2. **Mine the 5 signals in parallel.** Dump everything to a working list — don't filter yet.
3. **Cluster by intent.** Tag each candidate **informational** (how/what/why), **commercial** (best/vs/review), **transactional** (buy/download/pricing), or **navigational** (brand). The four-intent model still rules in 2026, with context-sensitivity layered on top [9].
4. **Rank by attainability × intent-fit.** Don't chase head terms in clusters where you have zero authority.
5. **Write `KEYWORD_MAP.md`** — 30–100 candidates grouped by cluster and intent, one-line note per cluster on which signal surfaced it.

## The intent-attainability matrix

```
                LOW VOLUME           HIGH VOLUME
HIGH INTENT  | first targets here | long-game commercial
LOW INTENT   | skip               | informational pillar
```

**First targets** = low-volume, high-intent. For `vibecrafting.ai`: *"how to set up claude code skills for a beginner"* before *"best ai coding tool"*. Wins compound; head terms come later.

## Common mistakes

- **Chasing head terms** with no domain authority — the SERP is owned by 10-year-old sites.
- **Ignoring intent.** Informational guide on a SERP full of pricing pages won't rank [9].
- **Mining only Google.** All 2–3 word terms = invisible to ChatGPT/Claude citations [7][8].
- **Validating from one signal.** Require ≥2 signals before a keyword enters the map.
- **Forgetting the long tail.** 4–6 word conversational questions are where new sites win [10].

## Quick reference — where to mine first

| If your product is… | Mine first |
|---|---|
| Dev tool / API | HN, GitHub issues, Stack Overflow, ChatGPT-style "how do I X with Y" |
| Indie SaaS / B2B | Indie Hackers, r/SideProject, r/SaaS, competitor SERP, PAA |
| Consumer product | Reddit subs, Trends rising, autocomplete a–z, YouTube suggest |
| Local service | Autocomplete with city modifiers, Google Maps suggestions, "near me" PAA |
| Content/media | PAA recursion, Answer the Public, related searches, LLM "explain X" prompts |

## Lifecycle

Runs **once**, at the start.

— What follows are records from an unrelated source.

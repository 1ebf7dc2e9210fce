//! Room assignment and message routing.
//!
//! Joining players are placed into the first room with a free slot, or
//! a fresh room when none has one. Each room runs as its own task; the
//! service only routes messages and tracks which room owns which
//! player.

use dashmap::DashMap;
use std::sync::Arc;
use tokio::sync::broadcast;
use tracing::{debug, info, warn};
use uuid::Uuid;

use crate::config::Config;
use crate::game::player::WorldBounds;
use crate::game::room::{GameRoom, RoomHandle, RoomRegistry};
use crate::game::RoomMessage;
use crate::util::time::unix_millis;
use crate::ws::protocol::{ClientMsg, JoinMsg, LeaveMsg, ServerMsg};

#[derive(Debug, thiserror::Error)]
pub enum LobbyError {
    #[error("room channel closed")]
    RoomClosed,
}

/// Places players into rooms and forwards their messages to the
/// owning room task.
pub struct RoomService {
    registry: Arc<RoomRegistry>,
    bounds: WorldBounds,
    min_players: usize,
    max_players: usize,
    /// player id -> owning room id
    player_rooms: Arc<DashMap<Uuid, Uuid>>,
}

impl RoomService {
    pub fn new(registry: Arc<RoomRegistry>, config: &Config) -> Self {
        Self {
            registry,
            bounds: WorldBounds::for_world(config.world_width, config.world_height),
            min_players: config.room_min_players,
            max_players: config.room_max_players,
            player_rooms: Arc::new(DashMap::new()),
        }
    }

    /// Place a player into a room, creating one when every existing
    /// room is full. Returns the room handle plus a subscription to its
    /// outbound broadcast; the join itself is queued on the room's
    /// channel and takes effect on its next tick.
    pub async fn join_room(
        &self,
        player_id: Uuid,
    ) -> Result<(RoomHandle, broadcast::Receiver<ServerMsg>), LobbyError> {
        if let Some(room_id) = self.player_rooms.get(&player_id).map(|r| *r) {
            if let Some(handle) = self.registry.get(&room_id) {
                warn!(player_id = %player_id, room_id = %room_id, "Player already placed, rejoining");
                let rx = handle.outbound_tx.subscribe();
                return Ok((handle, rx));
            }
            self.player_rooms.remove(&player_id);
        }

        let handle = match self.registry.find_available_room(self.max_players) {
            Some(handle) => handle,
            None => self.create_room(),
        };
        let rx = handle.outbound_tx.subscribe();

        self.player_rooms.insert(player_id, handle.id);
        handle
            .input_tx
            .send(RoomMessage {
                player_id,
                msg: ClientMsg::Join(JoinMsg { player_id }),
                received_at: unix_millis(),
            })
            .await
            .map_err(|_| LobbyError::RoomClosed)?;

        info!(player_id = %player_id, room_id = %handle.id, "Player routed to room");
        Ok((handle, rx))
    }

    /// Remove a player from their room, on explicit leave or socket
    /// close. Safe to call twice.
    pub async fn leave_room(&self, player_id: Uuid) {
        let Some((_, room_id)) = self.player_rooms.remove(&player_id) else {
            return;
        };
        let Some(handle) = self.registry.get(&room_id) else {
            return;
        };
        let _ = handle
            .input_tx
            .send(RoomMessage {
                player_id,
                msg: ClientMsg::Leave(LeaveMsg { player_id }),
                received_at: unix_millis(),
            })
            .await;

        info!(player_id = %player_id, room_id = %room_id, "Player left room");
    }

    /// Forward a decoded message to the player's room
    pub async fn forward(&self, player_id: Uuid, msg: ClientMsg) -> Result<(), LobbyError> {
        let Some(room_id) = self.player_rooms.get(&player_id).map(|r| *r) else {
            debug!(player_id = %player_id, "Message from player with no room");
            return Ok(());
        };
        let Some(handle) = self.registry.get(&room_id) else {
            return Ok(());
        };
        handle
            .input_tx
            .send(RoomMessage {
                player_id,
                msg,
                received_at: unix_millis(),
            })
            .await
            .map_err(|_| LobbyError::RoomClosed)
    }

    pub fn room_of(&self, player_id: &Uuid) -> Option<Uuid> {
        self.player_rooms.get(player_id).map(|r| *r)
    }

    fn create_room(&self) -> RoomHandle {
        let room_id = Uuid::new_v4();
        let (room, handle) =
            GameRoom::new(room_id, self.bounds, self.min_players, self.max_players);

        self.registry.insert(handle.clone());

        let registry = self.registry.clone();
        let player_rooms = self.player_rooms.clone();
        tokio::spawn(async move {
            room.run().await;

            registry.remove(&room_id);
            player_rooms.retain(|_, owned| *owned != room_id);
            info!(room_id = %room_id, "Room removed from registry");
        });

        info!(room_id = %room_id, "Created new room");
        handle
    }
}
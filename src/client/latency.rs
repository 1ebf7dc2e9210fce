//! Round-trip latency estimation

use std::time::{Duration, Instant};

use crate::util::time::PING_INTERVAL;
use crate::ws::protocol::PingMsg;

/// Periodic ping/pong latency probe. The last sample wins; there is no
/// smoothing. The estimate is used to offset the assumed server time
/// when a game starts, not inside the interpolation loop.
#[derive(Debug)]
pub struct LatencyEstimator {
    interval: Duration,
    last_ping_at: Option<Instant>,
    /// Last measured round trip, in milliseconds
    net_ping_ms: f64,
    /// One-way estimate, net_ping / 2, in milliseconds
    net_latency_ms: f64,
}

impl LatencyEstimator {
    pub fn new() -> Self {
        Self::with_interval(PING_INTERVAL)
    }

    pub fn with_interval(interval: Duration) -> Self {
        Self {
            interval,
            last_ping_at: None,
            net_ping_ms: 0.0,
            net_latency_ms: 0.0,
        }
    }

    /// Produce the next probe if the interval has elapsed. The probe
    /// carries the current wall clock in milliseconds; the server
    /// echoes it untouched.
    pub fn maybe_ping(&mut self, now: Instant, now_ms: f64) -> Option<PingMsg> {
        let due = match self.last_ping_at {
            Some(last) => now.duration_since(last) >= self.interval,
            None => true,
        };
        if !due {
            return None;
        }
        self.last_ping_at = Some(now);
        Some(PingMsg { ping: now_ms })
    }

    /// Record an echoed probe. `sent_ms` is the timestamp the probe
    /// carried, `now_ms` the current wall clock.
    pub fn on_pong(&mut self, sent_ms: f64, now_ms: f64) {
        self.net_ping_ms = (now_ms - sent_ms).max(0.0);
        self.net_latency_ms = self.net_ping_ms / 2.0;
    }

    pub fn net_ping_ms(&self) -> f64 {
        self.net_ping_ms
    }

    pub fn net_latency_ms(&self) -> f64 {
        self.net_latency_ms
    }

    /// One-way latency in seconds, for offsetting the local clock
    pub fn net_latency_secs(&self) -> f64 {
        self.net_latency_ms / 1000.0
    }
}

impl Default for LatencyEstimator {
    fn default() -> Self {
        Self::new()
    }
}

After ~90 days of GSC data, hand off to `finding-underserved-keywords`. Never re-run this once GSC has signal — GSC is always the better source.

## What's next

- `planning-topic-clusters` consumes `KEYWORD_MAP.md` into a pillar/spoke structure.
- `optimizing-on-page` for the first piece of content.
- `auditing-technical-seo` if the site isn't deployed yet.

Citations and verification tags in [SOURCES.md](SOURCES.md).